:: Dataset content ::

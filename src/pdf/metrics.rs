//! Glyph widths for the standard Type1 fonts, in 1/1000 em

use crate::config::FontFamily;

/// Helvetica widths for 0x20..=0x7E
const HELVETICA: [u16; 95] = [
    278, 278, 355, 556, 556, 889, 667, 191, 333, 333, 389, 584, 278, 333, 278, 278, // ' '..'/'
    556, 556, 556, 556, 556, 556, 556, 556, 556, 556, // '0'..'9'
    278, 278, 584, 584, 584, 556, 1015, // ':'..'@'
    667, 667, 722, 722, 667, 611, 778, 722, 278, 500, 667, 556, 833, // 'A'..'M'
    722, 778, 667, 778, 722, 667, 611, 722, 667, 944, 667, 667, 611, // 'N'..'Z'
    278, 278, 278, 469, 556, 333, // '['..'`'
    556, 556, 500, 556, 556, 278, 556, 556, 222, 222, 500, 222, 833, // 'a'..'m'
    556, 556, 556, 556, 333, 500, 278, 556, 500, 722, 500, 500, 500, // 'n'..'z'
    334, 260, 334, 584, // '{'..'~'
];

/// Helvetica-Bold widths for 0x20..=0x7E
const HELVETICA_BOLD: [u16; 95] = [
    278, 333, 474, 556, 556, 889, 722, 238, 333, 333, 389, 584, 278, 333, 278, 278, // ' '..'/'
    556, 556, 556, 556, 556, 556, 556, 556, 556, 556, // '0'..'9'
    333, 333, 584, 584, 584, 611, 975, // ':'..'@'
    722, 722, 722, 722, 667, 611, 778, 722, 278, 556, 722, 611, 833, // 'A'..'M'
    722, 778, 667, 778, 722, 667, 611, 722, 667, 944, 667, 667, 611, // 'N'..'Z'
    333, 278, 333, 584, 556, 333, // '['..'`'
    556, 611, 556, 611, 556, 333, 611, 611, 278, 278, 556, 278, 889, // 'a'..'m'
    611, 611, 611, 611, 389, 556, 333, 611, 556, 778, 556, 556, 500, // 'n'..'z'
    389, 280, 389, 584, // '{'..'~'
];

/// Helvetica widths for 0x80..=0xFF. Unassigned WinAnsi codes show a bullet.
const HELVETICA_UPPER: [u16; 128] = [
    556, 350, 222, 556, 333, 1000, 556, 556, 333, 1000, 667, 333, 1000, 350, 611, 350, // 0x80
    350, 222, 222, 333, 333, 350, 556, 1000, 333, 1000, 500, 333, 944, 350, 500, 667, // 0x90
    278, 333, 556, 556, 556, 556, 260, 556, 333, 737, 370, 556, 584, 333, 737, 333, // 0xA0
    400, 584, 333, 333, 333, 556, 537, 278, 333, 333, 365, 556, 834, 834, 834, 611, // 0xB0
    667, 667, 667, 667, 667, 667, 1000, 722, 667, 667, 667, 667, 278, 278, 278, 278, // 0xC0
    722, 722, 778, 778, 778, 778, 778, 584, 778, 722, 722, 722, 722, 667, 667, 611, // 0xD0
    556, 556, 556, 556, 556, 556, 889, 500, 556, 556, 556, 556, 278, 278, 278, 278, // 0xE0
    556, 556, 556, 556, 556, 556, 556, 584, 611, 556, 556, 556, 556, 500, 556, 500, // 0xF0
];

/// Helvetica-Bold widths for 0x80..=0xFF
const HELVETICA_BOLD_UPPER: [u16; 128] = [
    556, 350, 278, 556, 500, 1000, 556, 556, 333, 1000, 667, 333, 1000, 350, 611, 350, // 0x80
    350, 278, 278, 500, 500, 350, 556, 1000, 333, 1000, 556, 333, 944, 350, 500, 667, // 0x90
    278, 333, 556, 556, 556, 556, 280, 556, 333, 737, 370, 556, 584, 333, 737, 333, // 0xA0
    400, 584, 333, 333, 333, 611, 556, 278, 333, 333, 365, 556, 834, 834, 834, 611, // 0xB0
    722, 722, 722, 722, 722, 722, 1000, 722, 667, 667, 667, 667, 278, 278, 278, 278, // 0xC0
    722, 722, 778, 778, 778, 778, 778, 584, 778, 722, 722, 722, 722, 667, 667, 611, // 0xD0
    556, 556, 556, 556, 556, 556, 889, 556, 556, 556, 556, 556, 278, 278, 278, 278, // 0xE0
    611, 611, 611, 611, 611, 611, 611, 584, 611, 611, 611, 611, 611, 556, 611, 556, // 0xF0
];

/// Width for bytes the encoder never emits (C0 controls, DEL)
const HELVETICA_CONTROL: u16 = 350;
const COURIER: u16 = 600;

/// Width measurement for one font face
#[derive(Debug, Clone, Copy, PartialEq, Eq)]
pub struct FontMetrics {
    family: FontFamily,
    bold: bool,
}

impl FontMetrics {
    pub fn new(family: FontFamily, bold: bool) -> Self {
        Self { family, bold }
    }

    /// Advance width of one WinAnsi byte, in 1/1000 em
    pub fn glyph_width(&self, byte: u8) -> u16 {
        match self.family {
            FontFamily::Courier => COURIER,
            FontFamily::Helvetica => {
                let (lower, upper) = if self.bold {
                    (&HELVETICA_BOLD, &HELVETICA_BOLD_UPPER)
                } else {
                    (&HELVETICA, &HELVETICA_UPPER)
                };
                match byte {
                    0x20..=0x7E => lower[(byte - 0x20) as usize],
                    0x80..=0xFF => upper[(byte - 0x80) as usize],
                    _ => HELVETICA_CONTROL,
                }
            }
        }
    }

    /// Width of an encoded string at `size` points
    pub fn text_width(&self, text: &[u8], size: f32) -> f32 {
        let units: u32 = text.iter().map(|b| self.glyph_width(*b) as u32).sum();
        units as f32 * size / 1000.0
    }
}

#[cfg(test)]
mod tests {
    use super::*;

    #[test]
    fn test_helvetica_widths() {
        let regular = FontMetrics::new(FontFamily::Helvetica, false);
        assert_eq!(regular.glyph_width(b' '), 278);
        assert_eq!(regular.glyph_width(b'W'), 944);
        assert_eq!(regular.glyph_width(b'i'), 222);
        assert_eq!(regular.glyph_width(b'~'), 584);

        let bold = FontMetrics::new(FontFamily::Helvetica, true);
        assert_eq!(bold.glyph_width(b'i'), 278);
        assert_eq!(bold.glyph_width(b'@'), 975);
    }

    #[test]
    fn test_helvetica_upper_half_widths() {
        let regular = FontMetrics::new(FontFamily::Helvetica, false);
        assert_eq!(regular.glyph_width(0x97), 1000); // em dash
        assert_eq!(regular.glyph_width(0x96), 556); // en dash
        assert_eq!(regular.glyph_width(0x85), 1000); // ellipsis
        assert_eq!(regular.glyph_width(0x89), 1000); // per mille
        assert_eq!(regular.glyph_width(0x99), 1000); // trademark
        assert_eq!(regular.glyph_width(0x8C), 1000); // OE
        assert_eq!(regular.glyph_width(0xC6), 1000); // AE
        assert_eq!(regular.glyph_width(0xA0), 278); // no-break space
        assert_eq!(regular.glyph_width(0xE7), 500); // ccedilla
        assert_eq!(regular.glyph_width(0xFF), 500); // ydieresis

        let bold = FontMetrics::new(FontFamily::Helvetica, true);
        assert_eq!(bold.glyph_width(0x97), 1000);
        assert_eq!(bold.glyph_width(0x84), 500); // quotedblbase
        assert_eq!(bold.glyph_width(0xE7), 556);
        assert_eq!(bold.glyph_width(0xF6), 611); // odieresis
    }

    #[test]
    fn test_courier_is_monospace() {
        let courier = FontMetrics::new(FontFamily::Courier, true);
        assert_eq!(courier.text_width(b"iiii", 10.0), courier.text_width(b"WWWW", 10.0));
        assert_eq!(courier.text_width(b"abc", 10.0), 18.0);
    }

    #[test]
    fn test_text_width_scales_with_size() {
        let m = FontMetrics::new(FontFamily::Helvetica, false);
        let w10 = m.text_width(b"Email", 10.0);
        let w20 = m.text_width(b"Email", 20.0);
        assert!((w20 - 2.0 * w10).abs() < 1e-4);
    }
}
//! Sheet loader - spreadsheet (.xlsx/.xls/.ods) → rows

use crate::error::{ConvertError, ConvertResult};
use crate::types::{CellValue, Row};
use calamine::{open_workbook_auto, Data, Range, Reader, Sheets};
use chrono::{NaiveDate, NaiveDateTime};
use std::fs::File;
use std::io::BufReader;
use std::path::{Path, PathBuf};
use tracing::{debug, info};

/// Largest integer an f64 holds exactly
const MAX_EXACT_INT: u64 = 1 << 53;

/// Rows of one sheet, plus what was resolved while loading it
#[derive(Debug, Clone, PartialEq)]
pub struct SheetData {
    pub name: String,
    pub headers: Vec<String>,
    pub rows: Vec<Row>,
}

/// Reads sheets from a spreadsheet file into [`Row`]s
pub struct SheetLoader {
    path: PathBuf,
}

impl SheetLoader {
    /// Create a loader for the workbook at `path`
    pub fn new<P: AsRef<Path>>(path: P) -> Self {
        Self {
            path: path.as_ref().to_path_buf(),
        }
    }

    pub fn path(&self) -> &Path {
        &self.path
    }

    /// Sheet names in the workbook's declared order
    pub fn list_sheets(&self) -> ConvertResult<Vec<String>> {
        let workbook = self.open()?;
        Ok(workbook.sheet_names())
    }

    /// Load rows from `sheet_name`, or from the first sheet when `None`
    pub fn load_rows(&self, sheet_name: Option<&str>) -> ConvertResult<Vec<Row>> {
        Ok(self.load(sheet_name)?.rows)
    }

    /// Load a sheet with its resolved name and headers
    pub fn load(&self, sheet_name: Option<&str>) -> ConvertResult<SheetData> {
        let mut workbook = self.open()?;
        let available = workbook.sheet_names();

        let name = match sheet_name {
            Some(requested) => available
                .iter()
                .find(|s| s.as_str() == requested)
                .cloned()
                .ok_or_else(|| ConvertError::SheetNotFound {
                    sheet: requested.to_string(),
                    available: available.clone(),
                })?,
            None => available.first().cloned().ok_or_else(|| ConvertError::SourceFormat {
                path: self.path.clone(),
                reason: "workbook contains no sheets".to_string(),
            })?,
        };

        let range = workbook
            .worksheet_range(&name)
            .map_err(|e| self.format_error(format!("cannot read sheet '{}': {}", name, e)))?;

        let (headers, rows) = rows_from_range(&range);
        info!(
            sheet = %name,
            columns = headers.len(),
            rows = rows.len(),
            "loaded sheet"
        );

        Ok(SheetData {
            name,
            headers,
            rows,
        })
    }

    fn open(&self) -> ConvertResult<Sheets<BufReader<File>>> {
        if !self.path.exists() {
            return Err(ConvertError::SourceNotFound(self.path.clone()));
        }
        debug!(path = %self.path.display(), "opening workbook");
        open_workbook_auto(&self.path).map_err(|e| self.format_error(e.to_string()))
    }

    fn format_error(&self, reason: String) -> ConvertError {
        ConvertError::SourceFormat {
            path: self.path.clone(),
            reason,
        }
    }
}

/// Split a sheet range into headers (first row) and data rows.
///
/// Every row inside the used range yields a [`Row`], blank ones included.
pub fn rows_from_range(range: &Range<Data>) -> (Vec<String>, Vec<Row>) {
    if range.is_empty() {
        return (Vec::new(), Vec::new());
    }

    // The used range can start past column A
    let first_col = range.start().map_or(0, |(_, col)| col as usize);
    let mut lines = range.rows();
    let headers: Vec<String> = match lines.next() {
        Some(header_row) => header_row
            .iter()
            .enumerate()
            .map(|(col, cell)| header_name(cell, first_col + col))
            .collect(),
        None => return (Vec::new(), Vec::new()),
    };

    let rows = lines
        .map(|cells| {
            let mut row = Row::with_capacity(headers.len());
            for (col, header) in headers.iter().enumerate() {
                let value = cells.get(col).map(normalize_cell).unwrap_or(CellValue::Empty);
                row.push(header.clone(), value);
            }
            row
        })
        .collect();

    (headers, rows)
}

/// Header text for a column; blank headers become `col_{n}` with the sheet's
/// 0-based column number
fn header_name(cell: &Data, col: usize) -> String {
    let name = normalize_cell(cell).display();
    if name.trim().is_empty() {
        format!("col_{}", col)
    } else {
        name
    }
}

/// Convert a raw spreadsheet cell to a [`CellValue`]
pub fn normalize_cell(cell: &Data) -> CellValue {
    match cell {
        Data::Empty => CellValue::Empty,
        Data::String(s) if s.is_empty() => CellValue::Empty,
        Data::String(s) => CellValue::Text(s.clone()),
        Data::Int(i) if i.unsigned_abs() <= MAX_EXACT_INT => CellValue::Number(*i as f64),
        // Beyond 2^53 an f64 would round; keep the digits
        Data::Int(i) => CellValue::Text(i.to_string()),
        Data::Float(f) => CellValue::Number(*f),
        Data::Bool(b) => CellValue::Bool(*b),
        Data::DateTime(dt) if dt.is_duration() => CellValue::Text(format_duration(dt.as_f64())),
        Data::DateTime(dt) => dt
            .as_datetime()
            .map(CellValue::from_datetime)
            .unwrap_or(CellValue::Number(dt.as_f64())),
        Data::DateTimeIso(s) => parse_iso_datetime(s).unwrap_or_else(|| CellValue::Text(s.clone())),
        Data::DurationIso(s) => CellValue::Text(s.clone()),
        Data::Error(e) => CellValue::Text(e.to_string()),
    }
}

fn parse_iso_datetime(s: &str) -> Option<CellValue> {
    if let Ok(dt) = NaiveDateTime::parse_from_str(s, "%Y-%m-%dT%H:%M:%S%.f") {
        return Some(CellValue::from_datetime(dt));
    }
    NaiveDate::parse_from_str(s, "%Y-%m-%d")
        .ok()
        .map(CellValue::Date)
}

/// Render a duration stored as fractional days as `H:MM:SS`
fn format_duration(days: f64) -> String {
    let total = (days * 86_400.0).round() as i64;
    let sign = if total < 0 { "-" } else { "" };
    let total = total.abs();
    format!(
        "{}{}:{:02}:{:02}",
        sign,
        total / 3600,
        (total % 3600) / 60,
        total % 60
    )
}
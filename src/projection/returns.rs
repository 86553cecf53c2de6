use log::debug;
use rust_decimal::Decimal;

use crate::decimal::Money;
use crate::errors::Result;
use crate::types::{InvestmentQuote, InvestmentReturns, RateBasis};

/// Project returns with the rate applied each month as given.
///
/// `monthly_return = amount × rate / 100` and
/// `total_return = amount + monthly_return × duration_months`. Full precision,
/// nothing is rounded.
pub fn calculate_returns(
    amount: Decimal,
    yield_rate_percent: Decimal,
    duration_months: i64,
) -> Result<InvestmentReturns> {
    let quote = InvestmentQuote::new(amount, yield_rate_percent, duration_months)?;
    Ok(project_returns(&quote))
}

/// Yield earned over `months` with the rate read as annual.
///
/// `yield = amount × (rate / 100 / 12) × months`; the principal is not
/// included.
pub fn calculate_expected_yield(
    amount: Decimal,
    yield_rate_percent: Decimal,
    months: i64,
) -> Result<Money> {
    let quote = InvestmentQuote::new(amount, yield_rate_percent, months)?;
    Ok(project_expected_yield(&quote))
}

pub(crate) fn project_returns(quote: &InvestmentQuote) -> InvestmentReturns {
    let monthly_return = quote.amount.apply_rate(RateBasis::PerMonth.monthly_rate(quote.yield_rate));
    let total_return = quote.amount + monthly_return * Decimal::from(quote.duration_months);

    debug!(
        "projected returns: monthly={} total={} over {} months",
        monthly_return, total_return, quote.duration_months
    );

    InvestmentReturns {
        monthly_return,
        total_return,
    }
}

pub(crate) fn project_expected_yield(quote: &InvestmentQuote) -> Money {
    let monthly_yield = quote.amount.apply_rate(RateBasis::Annual.monthly_rate(quote.yield_rate));
    monthly_yield * Decimal::from(quote.duration_months)
}

#[cfg(test)]
mod tests {
    use super::*;
    use crate::errors::ProjectionError;
    use rust_decimal_macros::dec;

    #[test]
    fn test_calculate_returns() {
        let returns = calculate_returns(dec!(1000), dec!(7), 12).unwrap();
        assert_eq!(returns.monthly_return, Money::from_major(70));
        assert_eq!(returns.total_return, Money::from_major(1_840));
    }

    #[test]
    fn test_calculate_returns_keeps_precision() {
        let returns = calculate_returns(dec!(333.33), dec!(6.5), 7).unwrap();
        assert_eq!(returns.monthly_return.as_decimal(), dec!(21.666450));
        assert_eq!(returns.total_return.as_decimal(), dec!(484.995150));
    }

    #[test]
    fn test_zero_duration_returns_principal() {
        let returns = calculate_returns(dec!(2500), dec!(9), 0).unwrap();
        assert_eq!(returns.monthly_return, Money::from_major(225));
        assert_eq!(returns.total_return, Money::from_major(2_500));
    }

    #[test]
    fn test_total_never_below_principal() {
        let amounts = [dec!(0), dec!(0.01), dec!(1), dec!(999.99), dec!(1000000)];
        let rates = [dec!(0), dec!(0.25), dec!(7), dec!(12.5), dec!(100)];
        let months = [0, 1, 12, 120, 600];

        for amount in amounts {
            for rate in rates {
                for duration in months {
                    let returns = calculate_returns(amount, rate, duration).unwrap();
                    assert!(returns.total_return >= Money::from_decimal(amount));
                    assert!(!returns.monthly_return.is_negative());
                }
            }
        }
    }

    #[test]
    fn test_calculate_expected_yield() {
        let total = calculate_expected_yield(dec!(1000), dec!(12), 12).unwrap();
        assert_eq!(total, Money::from_major(120));

        let one_month = calculate_expected_yield(dec!(1000), dec!(12), 1).unwrap();
        assert_eq!(one_month, Money::from_major(10));

        assert_eq!(calculate_expected_yield(dec!(1000), dec!(12), 0).unwrap(), Money::ZERO);
    }

    #[test]
    fn test_expected_yield_seven_percent() {
        let total = calculate_expected_yield(dec!(10000), dec!(7), 12).unwrap();
        assert_eq!(total.round_dp(2), Money::from_decimal(dec!(700.00)));
    }

    #[test]
    fn test_invalid_inputs() {
        assert!(matches!(
            calculate_returns(dec!(-100), dec!(7), 12),
            Err(ProjectionError::InvalidArgument { name: "amount", .. })
        ));
        assert!(matches!(
            calculate_returns(dec!(100), dec!(-7), 12),
            Err(ProjectionError::InvalidArgument { name: "yield_rate_percent", .. })
        ));
        assert!(matches!(
            calculate_expected_yield(dec!(100), dec!(7), -1),
            Err(ProjectionError::InvalidArgument { name: "duration_months", .. })
        ));
    }

    #[test]
    fn test_huge_amounts_are_rejected_not_overflowed() {
        assert!(matches!(
            calculate_returns(Decimal::MAX, dec!(100), 600),
            Err(ProjectionError::InvalidArgument { name: "amount", .. })
        ));
        assert!(matches!(
            calculate_expected_yield(Decimal::from_scientific("1e28").unwrap(), dec!(100), 600),
            Err(ProjectionError::InvalidArgument { name: "amount", .. })
        ));
    }

    #[test]
    fn test_largest_default_quote() {
        let returns = calculate_returns(dec!(1000000000000), dec!(100), 600).unwrap();
        assert_eq!(returns.monthly_return, Money::from_major(1_000_000_000_000));
        assert_eq!(returns.total_return, Money::from_major(601_000_000_000_000));

        let total = calculate_expected_yield(dec!(1000000000000), dec!(100), 600).unwrap();
        assert_eq!(total.round_dp(2), Money::from_major(50_000_000_000_000));
    }

    #[test]
    fn test_deterministic() {
        let a = calculate_returns(dec!(1234.56), dec!(3.3), 18).unwrap();
        let b = calculate_returns(dec!(1234.56), dec!(3.3), 18).unwrap();
        assert_eq!(a, b);
        assert_eq!(a.total_return.to_string(), b.total_return.to_string());
    }
}
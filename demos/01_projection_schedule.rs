/// month-by-month projection under both rate conventions
use investment_projection_rs::{
    effective_annual_yield, format_currency_default, format_rate, DisplayConfig, RateBasis,
    ReturnCalculator,
};
use rust_decimal_macros::dec;

fn main() -> Result<(), Box<dyn std::error::Error>> {
    env_logger::init();

    let calculator = ReturnCalculator::new();
    let quote = calculator.quote(dec!(25000), dec!(8.5), 24)?;
    let config = DisplayConfig::default();

    println!("annual rate {} over {} months", format_rate(quote.yield_rate(), &config)?, quote.duration_months());
    for row in calculator.schedule(&quote, RateBasis::Annual) {
        println!(
            "{:>3}  {:>14}  {:>14}",
            row.month,
            format_currency_default(row.yield_amount)?,
            format_currency_default(row.balance)?,
        );
    }

    println!("expected yield: {}", format_currency_default(calculator.expected_yield(&quote))?);

    let effective = effective_annual_yield(quote.yield_rate(), 12)?;
    println!("compounded monthly that would be {}", format_rate(effective, &config)?);

    // json view for the presentation layer
    println!("{}", serde_json::to_string_pretty(&calculator.returns(&quote))?);

    Ok(())
}
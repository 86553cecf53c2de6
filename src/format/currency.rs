//! ISO 4217 currencies the formatters know how to display.

use serde::{Deserialize, Serialize};
use std::fmt;

#[derive(Debug, Clone, Copy, PartialEq, Eq, Hash, Serialize, Deserialize, Default)]
pub enum Currency {
    /// Euro
    #[default]
    EUR,
    /// United States Dollar
    USD,
    /// British Pound Sterling
    GBP,
    /// Swiss Franc
    CHF,
    /// Canadian Dollar
    CAD,
    /// Japanese Yen
    JPY,
}

impl Currency {
    pub fn code(&self) -> &'static str {
        match self {
            Currency::EUR => "EUR",
            Currency::USD => "USD",
            Currency::GBP => "GBP",
            Currency::CHF => "CHF",
            Currency::CAD => "CAD",
            Currency::JPY => "JPY",
        }
    }

    pub fn symbol(&self) -> &'static str {
        match self {
            Currency::EUR => "€",
            Currency::USD => "$",
            Currency::GBP => "£",
            Currency::CHF => "CHF",
            Currency::CAD => "CA$",
            Currency::JPY => "¥",
        }
    }

    /// minor-unit digits shown for this currency
    pub fn decimal_places(&self) -> u32 {
        match self {
            Currency::JPY => 0,
            _ => 2,
        }
    }

    /// case-insensitive lookup by code
    pub fn from_code(code: &str) -> Option<Self> {
        match code.trim().to_uppercase().as_str() {
            "EUR" => Some(Currency::EUR),
            "USD" => Some(Currency::USD),
            "GBP" => Some(Currency::GBP),
            "CHF" => Some(Currency::CHF),
            "CAD" => Some(Currency::CAD),
            "JPY" => Some(Currency::JPY),
            _ => None,
        }
    }
}

impl fmt::Display for Currency {
    fn fmt(&self, f: &mut fmt::Formatter<'_>) -> fmt::Result {
        write!(f, "{}", self.code())
    }
}
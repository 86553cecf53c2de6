use rust_decimal::{Decimal, RoundingStrategy};
use serde::{Deserialize, Serialize};
use std::fmt;
use std::ops::{Add, Mul, Sub};
use std::str::FromStr;

/// Money type carrying full decimal precision.
///
/// Projections never round; rounding belongs to the display layer via
/// [`Money::round_dp`] or the currency formatter.
#[derive(Debug, Clone, Copy, PartialEq, Eq, PartialOrd, Ord, Hash, Serialize, Deserialize, Default)]
pub struct Money(Decimal);

impl Money {
    pub const ZERO: Money = Money(Decimal::ZERO);

    /// create from decimal
    pub fn from_decimal(d: Decimal) -> Self {
        Money(d)
    }

    /// create from integer amount (euros, dollars, etc)
    pub fn from_major(amount: i64) -> Self {
        Money(Decimal::from(amount))
    }

    /// get underlying decimal
    pub fn as_decimal(&self) -> Decimal {
        self.0
    }

    /// round half away from zero, the way amounts are shown to users
    pub fn round_dp(&self, dp: u32) -> Self {
        Money(self.0.round_dp_with_strategy(dp, RoundingStrategy::MidpointAwayFromZero))
    }

    /// strictly below zero; `-0` counts as zero
    pub fn is_negative(&self) -> bool {
        self.0 < Decimal::ZERO
    }

    /// amount earned in one period at the given rate
    pub fn apply_rate(&self, rate: Rate) -> Self {
        Money(self.0 * rate.as_decimal())
    }
}

impl fmt::Display for Money {
    fn fmt(&self, f: &mut fmt::Formatter<'_>) -> fmt::Result {
        write!(f, "{}", self.0)
    }
}

impl FromStr for Money {
    type Err = rust_decimal::Error;

    fn from_str(s: &str) -> Result<Self, Self::Err> {
        Ok(Money(Decimal::from_str(s)?))
    }
}

impl From<Decimal> for Money {
    fn from(d: Decimal) -> Self {
        Money::from_decimal(d)
    }
}

impl Add for Money {
    type Output = Money;

    fn add(self, other: Money) -> Money {
        Money(self.0 + other.0)
    }
}

impl Sub for Money {
    type Output = Money;

    fn sub(self, other: Money) -> Money {
        Money(self.0 - other.0)
    }
}

impl Mul<Decimal> for Money {
    type Output = Money;

    fn mul(self, other: Decimal) -> Money {
        Money(self.0 * other)
    }
}

/// rate type for yields, stored as a fraction (0.07 for 7%)
#[derive(Debug, Clone, Copy, PartialEq, Eq, PartialOrd, Ord, Hash, Serialize, Deserialize, Default)]
pub struct Rate(Decimal);

impl Rate {
    /// create from fraction (e.g., 0.05 for 5%)
    pub fn from_decimal(d: Decimal) -> Self {
        Rate(d)
    }

    /// create from whole-number percent (e.g., 7 or 6.5)
    pub fn from_percent(p: Decimal) -> Self {
        Rate(p / Decimal::ONE_HUNDRED)
    }

    /// create from integer percentage (e.g., 5 for 5%)
    pub fn from_percentage(p: u32) -> Self {
        Rate::from_percent(Decimal::from(p))
    }

    pub fn as_decimal(&self) -> Decimal {
        self.0
    }

    /// get as whole-number percent
    pub fn as_percent(&self) -> Decimal {
        self.0 * Decimal::ONE_HUNDRED
    }

    /// whole-number percent, `None` if it would not fit a `Decimal`
    pub fn checked_percent(&self) -> Option<Decimal> {
        self.0.checked_mul(Decimal::ONE_HUNDRED)
    }

    /// monthly rate from annual rate
    pub fn monthly_rate(&self) -> Rate {
        Rate(self.0 / Decimal::from(12))
    }

    pub fn is_negative(&self) -> bool {
        self.0 < Decimal::ZERO
    }
}

impl fmt::Display for Rate {
    fn fmt(&self, f: &mut fmt::Formatter<'_>) -> fmt::Result {
        match self.checked_percent() {
            Some(percent) => write!(f, "{}%", percent.normalize()),
            None => write!(f, "{}", self.0),
        }
    }
}

impl From<Decimal> for Rate {
    fn from(d: Decimal) -> Self {
        Rate::from_decimal(d)
    }
}

#[cfg(test)]
mod tests {
    use super::*;
    use rust_decimal_macros::dec;

    #[test]
    fn test_money_keeps_precision() {
        let m: Money = "100.123456789012".parse().unwrap();
        assert_eq!(m.to_string(), "100.123456789012");

        let third = Money::from_major(1).apply_rate(Rate::from_decimal(Decimal::ONE / dec!(3)));
        assert!(third.as_decimal().scale() > 8);
    }

    #[test]
    fn test_round_half_away_from_zero() {
        assert_eq!(Money::from_decimal(dec!(2.345)).round_dp(2), Money::from_decimal(dec!(2.35)));
        assert_eq!(Money::from_decimal(dec!(-2.345)).round_dp(2), Money::from_decimal(dec!(-2.35)));
        assert_eq!(Money::from_decimal(dec!(2.5)).round_dp(0), Money::from_major(3));
    }

    #[test]
    fn test_rate_conversions() {
        let rate = Rate::from_percent(dec!(7));
        assert_eq!(rate.as_decimal(), dec!(0.07));
        assert_eq!(rate.as_percent(), dec!(7));
        assert_eq!(Rate::from_percentage(12).monthly_rate().as_decimal(), dec!(0.01));
        assert_eq!(rate.to_string(), "7%");
    }

    #[test]
    fn test_percent_of_huge_rate_does_not_overflow() {
        let huge = Rate::from_decimal(Decimal::MAX);
        assert_eq!(huge.checked_percent(), None);
        assert_eq!(huge.to_string(), Decimal::MAX.to_string());
    }

    #[test]
    fn test_apply_rate() {
        let principal = Money::from_major(1_000);
        let interest = principal.apply_rate(Rate::from_percentage(7));
        assert_eq!(interest, Money::from_major(70));
    }

    #[test]
    fn test_negative_zero_is_not_negative() {
        assert!(!Money::from_decimal(dec!(-0)).is_negative());
        assert!(Money::from_decimal(dec!(-0.01)).is_negative());
    }
}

:::

**What the exercise asks**:
Using the data above, reproduce exactly the lines between those holding "impl fmt::Display for Currency" and "pub fn round_dp(&self, dp: u32)", inclusive, and no others.

**Expected answer**:
impl fmt::Display for Currency {
    fn fmt(&self, f: &mut fmt::Formatter<'_>) -> fmt::Result {
        write!(f, "{}", self.code())
    }
}
repository 86553cecf53c2de6
use rust_decimal::{Decimal, RoundingStrategy};
use serde::{Deserialize, Serialize};
use std::fmt;
use std::ops::{Add, Mul, Sub};
use std::str::FromStr;

/// Money type carrying full decimal precision.
///
/// Projections never round; rounding belongs to the display layer via
/// [`Money::round_dp`] or the currency formatter.
#[derive(Debug, Clone, Copy, PartialEq, Eq, PartialOrd, Ord, Hash, Serialize, Deserialize, Default)]
pub struct Money(Decimal);

impl Money {
    pub const ZERO: Money = Money(Decimal::ZERO);

    /// create from decimal
    pub fn from_decimal(d: Decimal) -> Self {
        Money(d)
    }

    /// create from integer amount (euros, dollars, etc)
    pub fn from_major(amount: i64) -> Self {
        Money(Decimal::from(amount))
    }

    /// get underlying decimal
    pub fn as_decimal(&self) -> Decimal {
        self.0
    }

    /// round half away from zero, the way amounts are shown to users
    pub fn round_dp(&self, dp: u32) -> Self {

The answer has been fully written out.